Belgian Scientists Find New Hope for ALS Treatment

Scientists at KU Leuven in Belgium just made a discovery that could change the future of ALS treatment, and it involves a naturally occurring molecule your body already makes.

Researchers found that spermidine, a compound found naturally in cells, can restore protein production in damaged neurons affected by ALS. This matters because ALS progressively destroys motor neurons, the nerve cells that control voluntary muscle movement, leaving patients unable to move, speak, or eventually breathe.

The team used cutting-edge spatial transcriptomics technology to map exactly where proteins are made inside neurons. They discovered that healthy neurons produce proteins both in their main cell body and locally along their axons, the long projections that transmit signals to other cells.

But in neurons carrying FUS gene mutations linked to ALS, this local protein production breaks down. Proteins aren't being made where they're most needed, which contributes to the neuron damage that characterizes the disease.

Here's where it gets exciting. When researchers Diana Piol, Bilal Khalil, and their colleagues treated fruit fly models of ALS with spermidine, they restored protein production in the axons. The treatment reduced damage to neurons and improved function.

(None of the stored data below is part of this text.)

//! One request-builder per service endpoint.
//!
//! Everything here is stateless: credentials come in as arguments, the
//! response is parsed and envelope-checked, and the result goes back up.
//! No retries happen at this layer.

use serde_json::{Value, json};
use tracing::debug;

use crate::errors::GatewayError;
use crate::media::FileResource;
use crate::parsers;
use crate::session::WxSession;
use crate::transport::{HttpRequest, MultipartForm, TimeoutTier, Transport};

use std::sync::Arc;

/// Application id baked into the web client.
const APP_ID: &str = "wx782c26e4c19acffb";

const LOGIN_SUB_HOST: &str = "login.";
const PUSH_SUB_HOST: &str = "webpush.";
const FILE_SUB_HOST: &str = "file.";

const QRCODE_UUID_PATH: &str = "/jslogin";
const QRCODE_PATH: &str = "/qrcode";
const LOGIN_PATH: &str = "/cgi-bin/mmwebwx-bin/login";
const INIT_PATH: &str = "/cgi-bin/mmwebwx-bin/webwxinit";
const STATUS_NOTIFY_PATH: &str = "/cgi-bin/mmwebwx-bin/webwxstatusnotify";
const SYNC_CHECK_PATH: &str = "/cgi-bin/mmwebwx-bin/synccheck";
const DO_SYNC_PATH: &str = "/cgi-bin/mmwebwx-bin/webwxsync";
const CONTACT_LIST_PATH: &str = "/cgi-bin/mmwebwx-bin/webwxgetcontact";
const BATCH_CONTACT_PATH: &str = "/cgi-bin/mmwebwx-bin/webwxbatchgetcontact";
const UPLOAD_MEDIA_PATH: &str = "/cgi-bin/mmwebwx-bin/webwxuploadmedia";
const MSG_IMG_PATH: &str = "/cgi-bin/mmwebwx-bin/webwxgetmsgimg";
const MSG_VOICE_PATH: &str = "/cgi-bin/mmwebwx-bin/webwxgetvoice";
const MSG_MEDIA_PATH: &str = "/cgi-bin/mmwebwx-bin/webwxgetmedia";
const SEND_MSG_PATH: &str = "/cgi-bin/mmwebwx-bin/webwxsendmsg";
const SEND_IMG_PATH: &str = "/cgi-bin/mmwebwx-bin/webwxsendmsgimg";
const SEND_GIF_PATH: &str = "/cgi-bin/mmwebwx-bin/webwxsendemoticon";
const SEND_VIDEO_PATH: &str = "/cgi-bin/mmwebwx-bin/webwxsendvideomsg";
const SEND_APP_PATH: &str = "/cgi-bin/mmwebwx-bin/webwxsendappmsg";
const OPLOG_PATH: &str = "/cgi-bin/mmwebwx-bin/webwxoplog";
const LOGOUT_PATH: &str = "/cgi-bin/mmwebwx-bin/webwxlogout";

/// Upload chunk size.
const MAX_FILE_BODY: usize = 512 * 1024;

const SESSION_EXPIRED_RET: i64 = 1101;

pub struct Gateway {
    transport: Arc<dyn Transport>,
}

The team specifically found that spermidine helps activate a crucial protein called eukaryotic initiation factor 5a, which is essential for building new proteins. In mutant FUS neurons, this protein exists but isn't properly activated. Spermidine fixes that problem.

Why This Inspires

This research represents more than just laboratory progress. It offers a potential pathway to actual treatments using a molecule that's already present in human bodies and available as a supplement.

The spermidine treatment worked in models carrying both FUS and TDP-43 mutations, two of the most common genetic causes of ALS. That broad effectiveness suggests the approach could help many patients, not just those with one specific mutation.

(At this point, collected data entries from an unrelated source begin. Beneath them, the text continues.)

impl<'a> Scanner<'a> {
    fn rest(&self) -> &'a str {
        &self.src[self.pos..]
    }

    fn skip_whitespace(&mut self) {
        let trimmed = self.rest().trim_start();
        self.pos = self.src.len() - trimmed.len();
    }

    fn eat(&mut self, token: &str) -> bool {
        if self.rest().starts_with(token) {
            self.pos += token.len();
            true
        } else {
            false
        }
    }

    fn expect(&mut self, token: &str, what: &'static str) -> Result<(), MarkupError> {
        if self.eat(token) {
            Ok(())
        } else if self.rest().is_empty() {
            Err(MarkupError::UnexpectedEof)
        } else {
            Err(MarkupError::Unexpected { pos: self.pos, expected: what })
        }
    }

    fn take_until(&mut self, token: &str) -> Result<&'a str, MarkupError> {
        match self.rest().find(token) {
            Some(idx) => {
                let out = &self.rest()[..idx];
                self.pos += idx + token.len();
                Ok(out)
            }
            None => Err(MarkupError::UnexpectedEof),
        }
    }

    fn parse_name(&mut self) -> Result<String, MarkupError> {
        let rest = self.rest();
        let end = rest
            .find(|c: char| c.is_whitespace() || c == '>' || c == '/' || c == '=')
            .unwrap_or(rest.len());
        if end == 0 {
            return Err(MarkupError::Unexpected { pos: self.pos, expected: "tag or attribute name" });
        }
        self.pos += end;
        Ok(rest[..end].to_string())
    }

    fn parse_element(&mut self) -> Result<RawElement, MarkupError> {
        self.expect("<", "element")?;
        let name = self.parse_name()?;
        let attrs = self.parse_attrs()?;

        if self.eat("/>") {
            return Ok(RawElement { name, attrs, children: Vec::new(), self_closed: true });
        }
        self.expect(">", "'>' or '/>'")?;

        let mut children = Vec::new();
        loop {
            if self.eat("</") {
                let close = self.parse_name()?;
                self.skip_whitespace();
                self.expect(">", "'>'")?;
                if close != name {
                    return Err(MarkupError::MismatchedClose { expected: name, found: close });
                }
                return Ok(RawElement { name, attrs, children, self_closed: false });
            }
            if self.eat("<!--") {
                self.take_until("-->")?;
                continue;
            }
            if self.eat("<![CDATA[") {
                let data = self.take_until("]]>")?;
                children.push(RawNode::Text(data.to_string()));
                continue;
            }
            if self.rest().starts_with('<') {
                children.push(RawNode::Element(self.parse_element()?));
                continue;
            }
            if self.rest().is_empty() {
                return Err(MarkupError::UnexpectedEof);
            }
            let end = self.rest().find('<').ok_or(MarkupError::UnexpectedEof)?;
            let text = &self.rest()[..end];
            self.pos += end;
            children.push(RawNode::Text(unescape(text)));
        }
    }

    fn parse_attrs(&mut self) -> Result<Vec<(String, String)>, MarkupError> {
        let mut attrs = Vec::new();
        loop {
            self.skip_whitespace();
            if self.rest().starts_with('>') || self.rest().starts_with("/>") {
                return Ok(attrs);
            }
            if self.rest().is_empty() {
                return Err(MarkupError::UnexpectedEof);
            }
            let name = self.parse_name()?;
            self.skip_whitespace();
            self.expect("=", "'='")?;
            self.skip_whitespace();
            let quote = if self.eat("\"") {
                "\""
            } else if self.eat("'") {
                "'"
            } else {
                return Err(MarkupError::Unexpected { pos: self.pos, expected: "quoted attribute value" });
            };
            let value = self.take_until(quote)?;
            attrs.push((name, unescape(value)));
        }
    }
}

// ─── Serialization ────────────────────────────────────────────────────────────

/// Serialize a tree back into markup text.
pub fn serialize(tree: &MarkupTree) -> String {
    let mut out = String::new();
    for (key, value) in tree.entries() {
        write_value(&mut out, key, value);
    }
    out
}

fn write_value(out: &mut String, key: &str, value: &MarkupValue) {
    match value {
        MarkupValue::Text(t) => {
            out.push('<');
            out.push_str(key);
            out.push('>');
            out.push_str(&escape_text(t));
            out.push_str("</");
            out.push_str(key);
            out.push('>');
        }
        MarkupValue::Tree(tree) => {
            out.push('<');
            out.push_str(key);
            if let Some(attrs) = tree.tree(ATTRS_KEY) {
                for (name, val) in attrs.entries() {
                    if let MarkupValue::Text(v) = val {
                        out.push(' ');
                        out.push_str(name);
                        out.push_str("=\"");
                        out.push_str(&escape_attr(v));
                        out.push('"');
                    }
                }
            }
            let mut body = String::new();
            for (k, v) in tree.entries() {
                if k == ATTRS_KEY {
                    continue;
                }
                write_value(&mut body, k, v);
            }
            if body.is_empty() {
                out.push_str("/>");
            } else {
                out.push('>');
                out.push_str(&body);
                out.push_str("</");
                out.push_str(key);
                out.push('>');
            }
        }
        MarkupValue::List(items) => {
            let mut body = String::new();
            for item in items {
                for (k, v) in item.entries() {
                    write_value(&mut body, k, v);
                }
            }
            if body.is_empty() {
                out.push('<');
                out.push_str(key);
                out.push_str("/>");
            } else {
                out.push('<');
                out.push_str(key);
                out.push('>');
                out.push_str(&body);
                out.push_str("</");
                out.push_str(key);
                out.push('>');
            }
        }
    }
}

// ─── Entities ─────────────────────────────────────────────────────────────────

fn escape_text(s: &str) -> String {
    let mut out = String::with_capacity(s.len());
    for c in s.chars() {
        match c {
            '&' => out.push_str("&amp;"),
            '<' => out.push_str("&lt;"),
            '>' => out.push_str("&gt;"),
            _ => out.push(c),
        }
    }
    out
}

fn escape_attr(s: &str) -> String {
    let mut out = String::with_capacity(s.len());
    for c in s.chars() {
        match c {
            '&' => out.push_str("&amp;"),
            '<' => out.push_str("&lt;"),
            '>' => out.push_str("&gt;"),
            '"' => out.push_str("&quot;"),
            _ => out.push(c),
        }
    }
    out
}

/// Decode HTML/XML character references. Unknown references pass through
/// untouched — the wire occasionally carries bare ampersands.
pub fn unescape(s: &str) -> String {
    let mut out = String::with_capacity(s.len());
    let mut rest = s;
    while let Some(idx) = rest.find('&') {
        out.push_str(&rest[..idx]);
        rest = &rest[idx..];
        // Entity names are short; a ';' any farther out belongs to the text.
        // Walk char boundaries so the window never splits a multibyte char.
        let end = rest
            .char_indices()
            .take_while(|&(idx, _)| idx < 12)
            .find_map(|(idx, c)| (c == ';').then_some(idx));
        let Some(end) = end else {
            out.push('&');
            rest = &rest[1..];
            continue;
        };
        let entity = &rest[1..end];
        let decoded = match entity {
            "amp" => Some('&'),
            "lt" => Some('<'),
            "gt" => Some('>'),
            "quot" => Some('"'),
            "apos" => Some('\''),
            "nbsp" => Some('\u{a0}'),
            _ => decode_numeric(entity),
        };
        match decoded {
            Some(c) => {
                out.push(c);
                rest = &rest[end + 1..];
            }
            None => {
                out.push('&');
                rest = &rest[1..];
            }
        }
    }
    out.push_str(rest);
    out
}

Unlike experimental drugs that take years to develop and test, spermidine is already well understood and considered safe. If future studies in mice and eventually humans confirm these findings, the timeline from discovery to treatment could be remarkably fast.

The researchers published their findings in Nature Neuroscience, one of the most respected scientific journals. Now the critical next step is replicating these results in mammalian models and eventually human trials.

For the thousands of people diagnosed with ALS each year, this discovery offers something precious: scientifically grounded hope for a treatment that could slow or stop the disease's progression.